It is especially important to underscore that to be useful, functional, exportable, and scalable, solutions need to be developed that serve one critical purpose: to create value. Without this ultimate intention, physicians will be reluctant to adopt new methods. Offering improvements to quality as an incentive to adopt new ways of practicing medicine is simply not enough to change behavior. The notion of sophisticated clinical decision support (CDS) will embody many such solutions, as long as these solutions also solve the workflow challenges for such processes. A new term may have to be created to avoid confusion and to distinguish the evolution of CDS from its rudimentary roots and from what exists today (e.g., poorly timed binary alerts, drug interaction checking, simple default orders derived from practice guidelines, access to electronic textbooks and literature).

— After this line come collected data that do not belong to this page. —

use std::collections::BTreeMap;
use std::error::Error as StdError;

use async_trait::async_trait;
use futures::stream::{BoxStream, StreamExt};
use lapin::message::Delivery;
use lapin::options::{
    BasicAckOptions, BasicConsumeOptions, BasicNackOptions, BasicPublishOptions,
    BasicRejectOptions, ExchangeDeclareOptions, ExchangeDeleteOptions, QueueBindOptions,
    QueueDeclareOptions, QueueDeleteOptions,
};
use lapin::publisher_confirm::Confirmation;
use lapin::types::{AMQPValue, FieldTable};
use lapin::{BasicProperties, Channel};

use super::options::{ExchangeOptions, QueueOptions};

/// Header carrying the id used to de-duplicate confirmation retries.
pub const MESSAGE_ID_HEADER: &str = "message_id";
pub const CONTENT_TYPE: &str = "text/plain";
const PERSISTENT_DELIVERY_MODE: u8 = 2;

pub type MessageHeaders = BTreeMap<String, String>;

pub type DeliveryStream<D, E> = BoxStream<'static, Result<D, E>>;

/// Outcome of a mandatory publish on a channel in confirm mode.
#[derive(Debug, Clone, Copy, PartialEq, Eq)]
pub enum PublishConfirm {
    Ack,
    /// Acked, but no queue matched the routing key.
    Returned,
    Nack,
    /// The channel is not in confirm mode.
    NotRequested,
}

/// Broker operations used by the messaging layer, implemented by
/// `lapin::Channel`.
#[async_trait]
pub trait AmqpChannel: Clone + Send + Sync + 'static {
    type Error: StdError + Send + Sync + 'static;
    type Delivery: AmqpDelivery<Error = Self::Error>;

    async fn declare_exchange(&self, exchange: &ExchangeOptions) -> Result<(), Self::Error>;

    async fn delete_exchange(&self, name: &str) -> Result<(), Self::Error>;

    async fn declare_queue(&self, queue: &QueueOptions) -> Result<(), Self::Error>;

    async fn bind_queue(&self, queue: &str, exchange: &str, routing_key: &str) -> Result<(), Self::Error>;

    async fn delete_queue(&self, name: &str, if_unused: bool, if_empty: bool) -> Result<(), Self::Error>;

    async fn publish(
        &self,
        exchange: &str,
        routing_key: &str,
        body: &[u8],
        headers: &MessageHeaders,
    ) -> Result<PublishConfirm, Self::Error>;

    async fn consume(
        &self,
        queue: &str,
        consumer_tag: &str,
    ) -> Result<DeliveryStream<Self::Delivery, Self::Error>, Self::Error>;

    async fn close_channel(&self) -> Result<(), Self::Error>;

    fn is_open(&self) -> bool;
}

#[async_trait]
pub trait AmqpDelivery: Send + Sync + 'static {
    type Error: StdError + Send + Sync + 'static;

    fn body(&self) -> &[u8];

    fn headers(&self) -> MessageHeaders;

    fn message_id(&self) -> Option<String> {
        self.headers().remove(MESSAGE_ID_HEADER)
    }

    fn redelivered(&self) -> bool;

    async fn ack(&self) -> Result<(), Self::Error>;

    async fn requeue(&self) -> Result<(), Self::Error>;

    async fn reject(&self) -> Result<(), Self::Error>;
}

pub(crate) fn headers_to_table(headers: &MessageHeaders) -> FieldTable {
    let mut table = FieldTable::default();
    for (key, value) in headers {
        table.insert(key.clone().into(), AMQPValue::LongString(value.clone().into()));
    }
    table
}

pub(crate) fn headers_from_table(table: &FieldTable) -> MessageHeaders {
    table
        .inner()
        .iter()
        .filter_map(|(key, value)| {
            let value = match value {
                AMQPValue::LongString(value) => String::from_utf8_lossy(value.as_bytes()).into_owned(),
                AMQPValue::ShortString(value) => value.as_str().to_owned(),
                _ => return None,
            };
            Some((key.as_str().to_owned(), value))
        })
        .collect()
}

#[async_trait]
impl AmqpChannel for Channel {
    type Error = lapin::Error;
    type Delivery = Delivery;

    async fn declare_exchange(&self, exchange: &ExchangeOptions) -> Result<(), lapin::Error> {
        self.exchange_declare(
            exchange.name(),
            exchange.kind().into(),
            ExchangeDeclareOptions {
                durable: exchange.durable(),
                auto_delete: exchange.auto_delete(),
                ..ExchangeDeclareOptions::default()
            },
            FieldTable::default(),
        )
        .await
    }

    async fn delete_exchange(&self, name: &str) -> Result<(), lapin::Error> {
        self.exchange_delete(name, ExchangeDeleteOptions::default()).await
    }

    async fn declare_queue(&self, queue: &QueueOptions) -> Result<(), lapin::Error> {
        self.queue_declare(
            queue.name(),
            QueueDeclareOptions {
                durable: queue.durable(),
                auto_delete: queue.auto_delete(),
                exclusive: queue.is_exclusive(),
                ..QueueDeclareOptions::default()
            },
            FieldTable::default(),
        )
        .await
        .map(|_| ())
    }

    async fn bind_queue(&self, queue: &str, exchange: &str, routing_key: &str) -> Result<(), lapin::Error> {
        self.queue_bind(
            queue,
            exchange,
            routing_key,
            QueueBindOptions::default(),
            FieldTable::default(),
        )
        .await
    }

    async fn delete_queue(&self, name: &str, if_unused: bool, if_empty: bool) -> Result<(), lapin::Error> {
        self.queue_delete(
            name,
            QueueDeleteOptions {
                if_unused,
                if_empty,
                ..QueueDeleteOptions::default()
            },
        )
        .await
        .map(|_| ())
    }

    async fn publish(
        &self,
        exchange: &str,
        routing_key: &str,
        body: &[u8],
        headers: &MessageHeaders,
    ) -> Result<PublishConfirm, lapin::Error> {
        let mut properties = BasicProperties::default()
            .with_delivery_mode(PERSISTENT_DELIVERY_MODE)
            .with_content_type(CONTENT_TYPE.into())
            .with_headers(headers_to_table(headers));
        if let Some(message_id) = headers.get(MESSAGE_ID_HEADER) {
            properties = properties.with_message_id(message_id.clone().into());
        }

        let confirmation = self
            .basic_publish(
                exchange,
                routing_key,
                BasicPublishOptions {
                    mandatory: true,
                    ..BasicPublishOptions::default()
                },
                body,
                properties,
            )
            .await?
            .await?;

        Ok(match confirmation {
            Confirmation::Ack(None) => PublishConfirm::Ack,
            Confirmation::Ack(Some(_)) => PublishConfirm::Returned,
            Confirmation::Nack(_) => PublishConfirm::Nack,
            Confirmation::NotRequested => PublishConfirm::NotRequested,
        })
    }

    async fn consume(
        &self,
        queue: &str,
        consumer_tag: &str,
    ) -> Result<DeliveryStream<Delivery, lapin::Error>, lapin::Error> {
        let consumer = self
            .basic_consume(
                queue,
                consumer_tag,
                BasicConsumeOptions::default(),
                FieldTable::default(),
            )
            .await?;
        Ok(consumer.boxed())
    }

    async fn close_channel(&self) -> Result<(), lapin::Error> {
        if !self.status().connected() {
            return Ok(());
        }
        self.close(200, "closing channel").await
    }

    fn is_open(&self) -> bool {
        self.status().connected()
    }
}

#[async_trait]
impl AmqpDelivery for Delivery {
    type Error = lapin::Error;

    fn body(&self) -> &[u8] {
        &self.data
    }

    fn headers(&self) -> MessageHeaders {
        self.properties
            .headers()
            .as_ref()
            .map(headers_from_table)
            .unwrap_or_default()
    }

    fn message_id(&self) -> Option<String> {
        self.headers().remove(MESSAGE_ID_HEADER).or_else(|| {
            self.properties
                .message_id()
                .as_ref()
                .map(|id| id.as_str().to_owned())
        })
    }

    fn redelivered(&self) -> bool {
        self.redelivered
    }

    async fn ack(&self) -> Result<(), lapin::Error> {
        self.acker.ack(BasicAckOptions::default()).await.map(|_| ())
    }

    async fn requeue(&self) -> Result<(), lapin::Error> {
        self.acker
            .nack(BasicNackOptions {
                requeue: true,
                ..BasicNackOptions::default()
            })
            .await
            .map(|_| ())
    }

    async fn reject(&self) -> Result<(), lapin::Error> {
        self.acker
            .reject(BasicRejectOptions { requeue: false })
            .await
            .map(|_| ())
    }
}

The future of CDS is in developing real-time processes that directly influence clinical care decisions at exactly the right time (i.e., sensing when it is appropriate to present decision options). EHR platforms alone are unlikely to have the capability of managing such processes. They are designed for a different purpose. Rather, these processes are likely to involve sophisticated “machines” that are external to the EHR, but interact with the EHR. “Sophisticated” from today’s vantage point means reducing variation in the numerous steps we have previously described that influence a clinical decision, evaluating patient data (i.e., clinical and preferences) in relation to codified evidence-based rules, evaluating data on other patients in this context, presenting concrete support (i.e., not advice but an actionable decision that can be modified), and ensuring that the whole process increases overall productivity and efficiency of care.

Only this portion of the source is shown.